Mr. Carter is the only Naval Academy graduate to win the presidency, though many have tried in the years since he occupied the Oval Office.
Ross Perot, Class of 1953, ran as an independent in 1992. His running mate was another alumnus, Vice Adm. James Stockdale — a former pilot who received the Medal of Honor for his service as a prisoner of war in North Vietnam. Mr. Perot died in 2019, and Admiral Stockdale in 2005.
John McCain, Class of 1958 — who served as a prisoner alongside Admiral Stockdale and was later elected to two terms in the House of Representatives and six in the Senate — first ran for the Republican nomination in 2000. He succeeded in 2008 but lost the general election to Barack Obama. Mr. McCain died in 2018.
Jim Webb, Class of 1968, one of the most highly decorated Marine infantry officers of the Vietnam War, became the junior senator from Virginia in 2007 and ran unsuccessfully for the Democratic Party nomination in 2015.
Among the many facts that new plebes, or freshmen, at the Naval Academy have to memorize are details about the service of famous graduates like Admiral Stockdale, but although Mr. Carter is to date the only president to come from Annapolis, until recently the school had few if any markers noting he had studied there.
On Feb. 17, 2023, the school officially renamed an academic building in Mr. Carter’s honor. Previously, the building, which was built in the early 1900s, was named for Matthew Fontaine Maury, a Confederate officer.
The newly renamed Carter Hall is not far from the school’s engineering building, which was named Rickover Hall upon its completion in 1975, in honor of Mr. Carter’s former boss, who by then was a four-star admiral. Admiral Rickover retired in 1982 after 63 years of service.
That such official naval honors came to Mr. Carter later in life did not appear to bother him. According to Mr. Kelso, Mr. Carter took great joy in corresponding with the crew of his namesake submarine, and he took the former first lady, Rosalynn Carter, to meet the ship at the naval base in Kings Bay, Ga., in the summer of 2005 for an overnight V.I.P. cruise following the ship’s commissioning.

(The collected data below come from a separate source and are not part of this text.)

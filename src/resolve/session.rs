use super::ProjectGraph;
use crate::model::{Locality, Reference, Region, ResolvedLocality, StatusIndex};
use crate::text::fold;
use serde::Serialize;
use std::collections::{HashMap, HashSet};

// Availability vocabulary, matched (folded) against both status label and
// status key. The payloads mix Czech and English status naming.
const AVAILABLE_TERMS: &[&str] = &[
    "volny",
    "volne",
    "volna",
    "dostupny",
    "dostupne",
    "k dispozici",
    "available",
    "free",
];
const RESERVED_TERMS: &[&str] = &["rezerv", "reserv"];
const SOLD_TERMS: &[&str] = &["prodan", "sold"];

/// One accumulated per-status line of a region summary.
#[derive(Debug, Clone, PartialEq, Serialize)]
#[serde(rename_all = "camelCase")]
pub struct SummaryEntry {
    pub status_key: String,
    pub label: String,
    pub color: Option<String>,
    pub count: usize,
    pub is_available: bool,
    pub is_reserved: bool,
    pub is_sold: bool,
}

/// Aggregated occupancy of one region, computed on demand, never persisted.
#[derive(Debug, Clone, PartialEq, Serialize)]
#[serde(rename_all = "camelCase")]
pub struct StatusSummary {
    pub entries: Vec<SummaryEntry>,
    pub dominant: DominantState,
}

/// The single state a region renders as.
///
/// Selection order: available > reserved > sold > first entry by label >
/// preparing (empty summary).
#[derive(Debug, Clone, PartialEq, Eq, Serialize)]
#[serde(rename_all = "camelCase")]
pub enum DominantState {
    Available,
    Reserved,
    Sold,
    Status(String),
    Preparing,
}

// A single status sighting before folding: either a locality's status or a
// status-bearing region standing in for one.
#[derive(Debug, Clone)]
struct StatusObservation {
    status_id: Option<String>,
    status_label: Option<String>,
    color: Option<String>,
}

impl StatusObservation {
    fn of_locality(locality: &Locality) -> Self {
        Self {
            status_id: locality.status_id.clone(),
            status_label: locality.status_label.clone(),
            color: None,
        }
    }

    fn of_region(region: &Region) -> Self {
        Self {
            status_id: region.status_id.clone(),
            status_label: region.status_label.clone(),
            color: region.status_color.clone(),
        }
    }
}

/// One resolution pass over an already-built [`ProjectGraph`].
///
/// Both operations are memoized per session and cycle-guarded with an
/// explicit visiting set: an id re-entered while on the current recursion
/// stack contributes nothing instead of raising an error. Caches are scoped
/// to this session object and must never be reused across two different
/// root payloads.
pub struct ResolveSession<'a> {
    graph: &'a ProjectGraph,
    statuses: &'a StatusIndex,
    locality_index: HashMap<String, ResolvedLocality>,
    locality_cache: HashMap<String, Vec<ResolvedLocality>>,
    region_entry_cache: HashMap<String, Vec<StatusObservation>>,
    visiting: HashSet<String>,
}

impl<'a> ResolveSession<'a> {
    #[must_use]
    pub fn new(graph: &'a ProjectGraph, statuses: &'a StatusIndex) -> Self {
        // Session-wide locality index, first seen wins (registration order).
        let mut locality_index = HashMap::new();
        for project in graph.projects() {
            for locality in &project.localities {
                locality_index
                    .entry(locality.id.clone())
                    .or_insert_with(|| ResolvedLocality {
                        owner_project_id: project.id.clone(),
                        owner_project_name: project.name.clone(),
                        locality: locality.clone(),
                    });
            }
        }

        Self {
            graph,
            statuses,
            locality_index,
            locality_cache: HashMap::new(),
            region_entry_cache: HashMap::new(),
            visiting: HashSet::new(),
        }
    }

    /// All localities reachable from the project: its own plus those of
    /// every descendant linked map, each tagged with its owning project.
    pub fn collect_localities(&mut self, project_id: &str) -> Vec<ResolvedLocality> {
        if let Some(cached) = self.locality_cache.get(project_id) {
            return cached.clone();
        }
        if self.visiting.contains(project_id) {
            // Cycle: no further contribution.
            return Vec::new();
        }
        let Some(project) = self.graph.get(project_id) else {
            return Vec::new();
        };

        let owner_id = project.id.clone();
        let owner_name = project.name.clone();
        let mut collected: Vec<ResolvedLocality> = project
            .localities
            .iter()
            .map(|locality| ResolvedLocality {
                owner_project_id: owner_id.clone(),
                owner_project_name: owner_name.clone(),
                locality: locality.clone(),
            })
            .collect();

        self.visiting.insert(project_id.to_string());
        for child_id in self.graph.child_map_ids(project_id) {
            collected.extend(self.collect_localities(&child_id));
        }
        self.visiting.remove(project_id);

        self.locality_cache
            .insert(project_id.to_string(), collected.clone());
        collected
    }

    /// Aggregate the statuses of everything a region's children reference.
    ///
    /// Location children resolve against the session-wide locality index;
    /// Map children fold the linked map's collected localities, falling back
    /// to its status-bearing regions when it exposes no structured units.
    /// Unresolvable references contribute nothing.
    pub fn summarize_region(&mut self, region: &Region) -> StatusSummary {
        let mut observations = Vec::new();

        for child in &region.children {
            let Some(reference) = Reference::parse(child) else {
                continue;
            };
            match reference {
                Reference::Location { id } => {
                    if let Some(resolved) = self.lookup_locality(&id) {
                        observations.push(StatusObservation::of_locality(&resolved.locality));
                    }
                }
                Reference::Map { id } => {
                    let localities = self.collect_localities(&id);
                    if localities.is_empty() {
                        observations.extend(self.region_derived_entries(&id));
                    } else {
                        observations.extend(
                            localities
                                .iter()
                                .map(|r| StatusObservation::of_locality(&r.locality)),
                        );
                    }
                }
            }
        }

        fold_observations(self.statuses, &observations)
    }

    // Lookup by exact id first, then the "location:"-prefixed key form some
    // legacy writers stored.
    fn lookup_locality(&self, id: &str) -> Option<&ResolvedLocality> {
        self.locality_index
            .get(id)
            .or_else(|| self.locality_index.get(&format!("location:{id}")))
    }

    // One pseudo-entry per status-bearing region of the linked map: a region
    // functions as a stand-in location when the map has no structured units.
    fn region_derived_entries(&mut self, project_id: &str) -> Vec<StatusObservation> {
        if let Some(cached) = self.region_entry_cache.get(project_id) {
            return cached.clone();
        }
        let entries: Vec<StatusObservation> = self.graph.get(project_id).map_or_else(Vec::new, |p| {
            p.regions
                .iter()
                .filter(|r| r.has_status())
                .map(StatusObservation::of_region)
                .collect()
        });
        self.region_entry_cache
            .insert(project_id.to_string(), entries.clone());
        entries
    }
}

fn fold_observations(statuses: &StatusIndex, observations: &[StatusObservation]) -> StatusSummary {
    let mut entries: Vec<SummaryEntry> = Vec::new();
    let mut index_by_key: HashMap<String, usize> = HashMap::new();

    for obs in observations {
        let record = statuses.lookup(obs.status_id.as_deref(), obs.status_label.as_deref());

        let key = obs
            .status_id
            .clone()
            .filter(|k| !k.is_empty())
            .or_else(|| record.map(|r| r.id.clone()))
            .or_else(|| obs.status_label.as_deref().map(fold));
        let Some(key) = key.filter(|k| !k.is_empty()) else {
            // No status information at all; nothing to fold.
            continue;
        };

        let label = record
            .map(|r| r.label.clone())
            .filter(|l| !l.is_empty())
            .or_else(|| obs.status_label.clone())
            .unwrap_or_else(|| key.clone());
        let color = record.and_then(|r| r.color.clone()).or_else(|| obs.color.clone());

        if let Some(&i) = index_by_key.get(&key) {
            entries[i].count += 1;
            if entries[i].color.is_none() {
                entries[i].color = color;
            }
        } else {
            let folded_label = fold(&label);
            let folded_key = fold(&key);
            let is_available = record.and_then(|r| r.is_available_hint).unwrap_or_else(|| {
                contains_any(&folded_label, AVAILABLE_TERMS)
                    || contains_any(&folded_key, AVAILABLE_TERMS)
            });
            let is_reserved = contains_any(&folded_label, RESERVED_TERMS)
                || contains_any(&folded_key, RESERVED_TERMS);
            let is_sold =
                contains_any(&folded_label, SOLD_TERMS) || contains_any(&folded_key, SOLD_TERMS);

            index_by_key.insert(key.clone(), entries.len());
            entries.push(SummaryEntry {
                status_key: key,
                label,
                color,
                count: 1,
                is_available,
                is_reserved,
                is_sold,
            });
        }
    }

    let dominant = dominant_state(&entries);
    StatusSummary { entries, dominant }
}

fn contains_any(haystack: &str, terms: &[&str]) -> bool {
    terms.iter().any(|term| haystack.contains(term))
}

fn dominant_state(entries: &[SummaryEntry]) -> DominantState {
    if entries.iter().any(|e| e.is_available) {
        return DominantState::Available;
    }
    if entries.iter().any(|e| e.is_reserved) {
        return DominantState::Reserved;
    }
    if entries.iter().any(|e| e.is_sold) {
        return DominantState::Sold;
    }
    entries
        .iter()
        .min_by(|a, b| fold(&a.label).cmp(&fold(&b.label)))
        .map_or(DominantState::Preparing, |e| {
            DominantState::Status(e.label.clone())
        })
}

“He drove the ship,” Mr. Kelso said, “and I remember I was amazed because he must have been 81 at the time, and both he and Mrs. Carter climbed up a 25-foot ladder to get to the top of the submarine’s sail and rode with us as we took the ship out to sea.”
“When we dove, he got to drive from the helmsman’s station down below, and later he went down to the mess decks to meet with the ship’s crew several times,” Mr. Kelso recalled. “And I think he had a ball.”
While giving Mr. Carter the top-secret briefing of the U.S.S. Jimmy Carter’s capabilities in 2005, Mr. Kelso and the former president talked about the U.S.S. Ronald Reagan — a nuclear-powered aircraft carrier christened in 2001 to honor the man who beat him in the 1980 general election.
“The former president said with the U.S.S. Jimmy Carter he could easily take out the Ronald Reagan aircraft carrier, and he thought it was pretty cool that his submarine had all that capability,” Mr. Kelso recalled with a laugh.